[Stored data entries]
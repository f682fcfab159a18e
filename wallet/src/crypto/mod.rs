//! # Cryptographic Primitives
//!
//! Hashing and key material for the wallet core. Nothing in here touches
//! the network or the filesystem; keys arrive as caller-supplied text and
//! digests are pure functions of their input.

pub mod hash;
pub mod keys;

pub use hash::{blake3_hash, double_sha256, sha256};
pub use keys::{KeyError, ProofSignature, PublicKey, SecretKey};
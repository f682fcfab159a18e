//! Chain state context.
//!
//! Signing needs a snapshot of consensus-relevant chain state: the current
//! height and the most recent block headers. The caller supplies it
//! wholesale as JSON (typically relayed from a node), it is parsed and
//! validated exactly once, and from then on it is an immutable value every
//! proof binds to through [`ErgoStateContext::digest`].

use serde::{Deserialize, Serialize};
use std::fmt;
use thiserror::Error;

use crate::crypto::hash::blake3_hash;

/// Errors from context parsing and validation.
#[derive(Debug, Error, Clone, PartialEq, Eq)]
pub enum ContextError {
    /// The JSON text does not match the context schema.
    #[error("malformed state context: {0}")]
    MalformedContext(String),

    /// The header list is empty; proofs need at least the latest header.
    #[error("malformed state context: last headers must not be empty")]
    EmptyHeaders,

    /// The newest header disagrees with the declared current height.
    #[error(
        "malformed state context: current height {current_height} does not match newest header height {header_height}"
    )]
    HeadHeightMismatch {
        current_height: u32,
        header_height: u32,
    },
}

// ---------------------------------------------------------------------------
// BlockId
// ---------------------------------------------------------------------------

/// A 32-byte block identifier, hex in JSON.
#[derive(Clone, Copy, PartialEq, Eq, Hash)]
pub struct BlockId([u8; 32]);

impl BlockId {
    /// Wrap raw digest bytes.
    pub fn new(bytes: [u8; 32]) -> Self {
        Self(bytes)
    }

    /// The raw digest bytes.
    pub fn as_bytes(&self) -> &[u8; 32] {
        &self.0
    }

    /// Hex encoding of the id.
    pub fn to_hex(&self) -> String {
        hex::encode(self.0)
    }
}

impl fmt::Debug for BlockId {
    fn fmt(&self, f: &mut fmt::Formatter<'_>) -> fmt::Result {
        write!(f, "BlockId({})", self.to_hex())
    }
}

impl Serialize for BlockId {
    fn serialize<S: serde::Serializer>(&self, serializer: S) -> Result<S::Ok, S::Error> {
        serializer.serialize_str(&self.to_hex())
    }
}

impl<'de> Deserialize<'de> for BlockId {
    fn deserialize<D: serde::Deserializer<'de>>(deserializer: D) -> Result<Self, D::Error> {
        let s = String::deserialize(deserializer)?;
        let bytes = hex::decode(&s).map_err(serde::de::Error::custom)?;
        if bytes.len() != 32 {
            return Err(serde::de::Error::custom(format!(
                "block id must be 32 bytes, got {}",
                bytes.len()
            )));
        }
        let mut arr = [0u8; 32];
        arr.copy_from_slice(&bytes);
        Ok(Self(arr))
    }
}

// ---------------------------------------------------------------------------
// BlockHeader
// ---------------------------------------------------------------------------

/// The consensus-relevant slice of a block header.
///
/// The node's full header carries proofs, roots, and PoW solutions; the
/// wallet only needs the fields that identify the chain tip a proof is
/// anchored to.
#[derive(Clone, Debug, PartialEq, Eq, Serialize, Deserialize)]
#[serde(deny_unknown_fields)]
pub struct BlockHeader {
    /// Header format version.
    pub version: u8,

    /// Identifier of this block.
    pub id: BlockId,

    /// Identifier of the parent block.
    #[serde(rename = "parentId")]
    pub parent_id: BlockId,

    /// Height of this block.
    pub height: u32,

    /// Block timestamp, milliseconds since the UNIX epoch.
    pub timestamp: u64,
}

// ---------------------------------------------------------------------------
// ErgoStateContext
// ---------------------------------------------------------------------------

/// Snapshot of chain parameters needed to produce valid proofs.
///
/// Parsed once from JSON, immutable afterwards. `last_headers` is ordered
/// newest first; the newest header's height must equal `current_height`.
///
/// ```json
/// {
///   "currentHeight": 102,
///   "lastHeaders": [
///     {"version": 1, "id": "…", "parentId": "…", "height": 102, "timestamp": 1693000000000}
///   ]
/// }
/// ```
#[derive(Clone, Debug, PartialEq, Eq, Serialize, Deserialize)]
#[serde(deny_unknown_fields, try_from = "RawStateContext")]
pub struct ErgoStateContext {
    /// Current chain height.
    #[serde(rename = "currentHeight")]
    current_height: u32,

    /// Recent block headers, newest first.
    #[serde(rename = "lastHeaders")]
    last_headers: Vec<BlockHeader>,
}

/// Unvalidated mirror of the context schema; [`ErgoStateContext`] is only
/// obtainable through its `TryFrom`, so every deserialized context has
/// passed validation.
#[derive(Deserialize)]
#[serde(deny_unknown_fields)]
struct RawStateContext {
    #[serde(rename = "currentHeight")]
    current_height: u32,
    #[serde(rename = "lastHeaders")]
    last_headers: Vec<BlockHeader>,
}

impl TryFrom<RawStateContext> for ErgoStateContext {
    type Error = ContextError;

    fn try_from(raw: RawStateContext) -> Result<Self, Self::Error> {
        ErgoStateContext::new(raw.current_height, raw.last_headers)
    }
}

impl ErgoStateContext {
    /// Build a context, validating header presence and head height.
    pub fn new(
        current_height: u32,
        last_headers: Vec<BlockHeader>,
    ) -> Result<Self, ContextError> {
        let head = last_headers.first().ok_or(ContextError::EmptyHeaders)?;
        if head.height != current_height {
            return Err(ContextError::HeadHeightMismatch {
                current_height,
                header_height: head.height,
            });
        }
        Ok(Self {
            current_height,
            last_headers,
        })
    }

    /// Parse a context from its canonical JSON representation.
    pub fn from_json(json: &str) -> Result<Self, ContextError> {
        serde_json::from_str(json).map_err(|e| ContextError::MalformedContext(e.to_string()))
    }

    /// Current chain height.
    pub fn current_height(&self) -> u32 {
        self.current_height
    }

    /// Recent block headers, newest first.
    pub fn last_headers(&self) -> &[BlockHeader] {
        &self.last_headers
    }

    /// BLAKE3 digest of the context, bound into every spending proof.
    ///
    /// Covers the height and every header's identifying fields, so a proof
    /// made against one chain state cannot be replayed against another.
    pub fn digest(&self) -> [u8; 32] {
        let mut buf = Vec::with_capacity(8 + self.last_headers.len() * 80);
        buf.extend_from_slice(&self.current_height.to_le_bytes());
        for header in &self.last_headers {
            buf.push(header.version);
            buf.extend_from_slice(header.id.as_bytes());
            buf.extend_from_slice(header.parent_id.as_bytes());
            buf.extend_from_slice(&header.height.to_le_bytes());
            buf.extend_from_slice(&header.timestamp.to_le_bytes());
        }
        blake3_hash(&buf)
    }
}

» PROBLEM TO WORK ON:
Pick each line holding the word "schema" out of the data and copy it.

» TASK RESULT:
    /// The JSON text does not match the context schema.
/// Unvalidated mirror of the context schema; [`ErgoStateContext`] is only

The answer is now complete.